▶ **What the exercise asks**
Find the line with "pub fn len(&self)" in the records below. Copy it and every line after it, up to and including the line with "were blanked out.".

(Extracted records)

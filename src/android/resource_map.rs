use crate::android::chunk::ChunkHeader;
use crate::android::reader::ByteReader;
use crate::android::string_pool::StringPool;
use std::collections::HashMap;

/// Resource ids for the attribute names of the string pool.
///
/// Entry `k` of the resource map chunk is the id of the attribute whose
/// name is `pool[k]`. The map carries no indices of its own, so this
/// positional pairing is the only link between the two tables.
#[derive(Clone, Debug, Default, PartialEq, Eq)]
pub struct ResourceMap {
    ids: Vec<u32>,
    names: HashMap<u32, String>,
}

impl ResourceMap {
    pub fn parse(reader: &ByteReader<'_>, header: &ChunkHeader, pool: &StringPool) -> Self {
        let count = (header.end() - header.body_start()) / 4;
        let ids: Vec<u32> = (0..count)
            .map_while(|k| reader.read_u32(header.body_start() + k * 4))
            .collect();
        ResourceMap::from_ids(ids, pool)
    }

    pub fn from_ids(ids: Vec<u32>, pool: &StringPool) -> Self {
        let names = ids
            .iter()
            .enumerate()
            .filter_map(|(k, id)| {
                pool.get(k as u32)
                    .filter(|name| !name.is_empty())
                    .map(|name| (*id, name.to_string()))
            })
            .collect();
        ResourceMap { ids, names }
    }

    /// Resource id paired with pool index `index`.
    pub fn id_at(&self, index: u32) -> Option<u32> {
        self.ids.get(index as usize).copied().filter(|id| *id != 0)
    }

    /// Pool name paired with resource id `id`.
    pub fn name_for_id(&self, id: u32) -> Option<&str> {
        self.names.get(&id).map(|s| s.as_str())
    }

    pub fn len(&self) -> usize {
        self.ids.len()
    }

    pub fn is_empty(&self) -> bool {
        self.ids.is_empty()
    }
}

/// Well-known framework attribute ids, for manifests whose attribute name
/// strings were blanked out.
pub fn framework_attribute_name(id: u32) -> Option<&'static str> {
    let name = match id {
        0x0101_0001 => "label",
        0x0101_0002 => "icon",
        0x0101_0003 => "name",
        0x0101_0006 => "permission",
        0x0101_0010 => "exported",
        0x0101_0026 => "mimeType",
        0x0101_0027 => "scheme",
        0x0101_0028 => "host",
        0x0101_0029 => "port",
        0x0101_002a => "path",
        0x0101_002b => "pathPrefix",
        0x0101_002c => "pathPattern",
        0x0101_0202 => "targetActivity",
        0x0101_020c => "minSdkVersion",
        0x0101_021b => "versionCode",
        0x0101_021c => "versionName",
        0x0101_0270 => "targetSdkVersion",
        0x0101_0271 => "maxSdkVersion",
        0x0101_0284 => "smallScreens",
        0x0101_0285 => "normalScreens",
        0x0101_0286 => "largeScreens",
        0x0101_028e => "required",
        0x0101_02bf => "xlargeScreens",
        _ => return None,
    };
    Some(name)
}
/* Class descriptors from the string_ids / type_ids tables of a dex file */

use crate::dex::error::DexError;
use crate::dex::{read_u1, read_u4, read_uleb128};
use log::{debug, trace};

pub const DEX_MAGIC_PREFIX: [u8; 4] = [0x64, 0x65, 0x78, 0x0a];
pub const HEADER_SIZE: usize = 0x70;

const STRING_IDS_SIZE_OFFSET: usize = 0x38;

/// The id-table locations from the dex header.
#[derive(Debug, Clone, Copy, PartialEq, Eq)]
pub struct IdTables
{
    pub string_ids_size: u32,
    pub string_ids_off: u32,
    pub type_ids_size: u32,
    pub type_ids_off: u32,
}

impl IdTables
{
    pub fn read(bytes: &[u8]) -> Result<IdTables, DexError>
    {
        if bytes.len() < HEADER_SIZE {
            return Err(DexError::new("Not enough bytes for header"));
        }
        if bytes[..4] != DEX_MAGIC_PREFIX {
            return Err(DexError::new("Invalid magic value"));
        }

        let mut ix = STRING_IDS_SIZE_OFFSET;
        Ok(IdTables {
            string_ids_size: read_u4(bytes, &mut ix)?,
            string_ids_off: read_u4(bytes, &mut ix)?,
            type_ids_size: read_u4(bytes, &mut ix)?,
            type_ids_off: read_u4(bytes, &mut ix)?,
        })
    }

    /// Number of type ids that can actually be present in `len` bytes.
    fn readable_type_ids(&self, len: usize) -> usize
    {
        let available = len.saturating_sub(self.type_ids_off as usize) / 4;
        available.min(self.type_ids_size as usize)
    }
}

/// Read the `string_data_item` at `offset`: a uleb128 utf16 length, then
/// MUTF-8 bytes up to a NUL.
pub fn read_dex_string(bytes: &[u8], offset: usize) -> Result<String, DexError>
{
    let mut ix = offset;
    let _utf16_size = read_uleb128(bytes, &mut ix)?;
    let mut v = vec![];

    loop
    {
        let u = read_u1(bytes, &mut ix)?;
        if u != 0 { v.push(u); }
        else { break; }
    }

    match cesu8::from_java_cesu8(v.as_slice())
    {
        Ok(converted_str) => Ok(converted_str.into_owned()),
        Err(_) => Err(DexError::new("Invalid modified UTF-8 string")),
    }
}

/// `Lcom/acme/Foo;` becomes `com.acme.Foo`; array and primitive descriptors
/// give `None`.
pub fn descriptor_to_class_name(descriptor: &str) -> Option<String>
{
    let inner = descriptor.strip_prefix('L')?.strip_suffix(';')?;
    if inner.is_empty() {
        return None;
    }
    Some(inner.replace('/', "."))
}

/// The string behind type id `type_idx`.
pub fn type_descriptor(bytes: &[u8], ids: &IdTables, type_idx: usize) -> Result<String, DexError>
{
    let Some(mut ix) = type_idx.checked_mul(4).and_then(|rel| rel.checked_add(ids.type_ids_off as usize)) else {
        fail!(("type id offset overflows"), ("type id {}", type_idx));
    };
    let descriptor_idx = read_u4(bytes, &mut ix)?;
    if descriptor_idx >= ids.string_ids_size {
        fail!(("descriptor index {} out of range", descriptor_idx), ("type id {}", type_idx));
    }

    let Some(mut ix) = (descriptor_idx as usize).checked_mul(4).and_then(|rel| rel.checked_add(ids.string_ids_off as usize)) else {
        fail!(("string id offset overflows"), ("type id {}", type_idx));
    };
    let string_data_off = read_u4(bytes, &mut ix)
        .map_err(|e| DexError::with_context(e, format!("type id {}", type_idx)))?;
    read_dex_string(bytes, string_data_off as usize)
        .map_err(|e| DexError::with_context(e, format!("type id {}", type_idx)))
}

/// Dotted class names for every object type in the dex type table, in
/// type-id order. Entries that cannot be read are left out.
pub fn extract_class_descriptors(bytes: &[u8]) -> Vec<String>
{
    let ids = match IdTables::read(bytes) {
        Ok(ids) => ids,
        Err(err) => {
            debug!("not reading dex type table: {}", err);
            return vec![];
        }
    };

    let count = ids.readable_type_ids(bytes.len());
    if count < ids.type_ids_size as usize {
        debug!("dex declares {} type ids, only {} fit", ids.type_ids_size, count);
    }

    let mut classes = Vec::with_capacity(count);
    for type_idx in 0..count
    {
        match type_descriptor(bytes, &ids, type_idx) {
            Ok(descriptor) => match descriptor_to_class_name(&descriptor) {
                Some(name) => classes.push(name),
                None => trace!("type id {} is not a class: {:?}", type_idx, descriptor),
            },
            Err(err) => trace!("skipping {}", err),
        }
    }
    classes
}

(End Extracted records)

▶ **Task answer**
    pub fn len(&self) -> usize {
        self.ids.len()
    }

    pub fn is_empty(&self) -> bool {
        self.ids.is_empty()
    }
}

/// Well-known framework attribute ids, for manifests whose attribute name
/// strings were blanked out.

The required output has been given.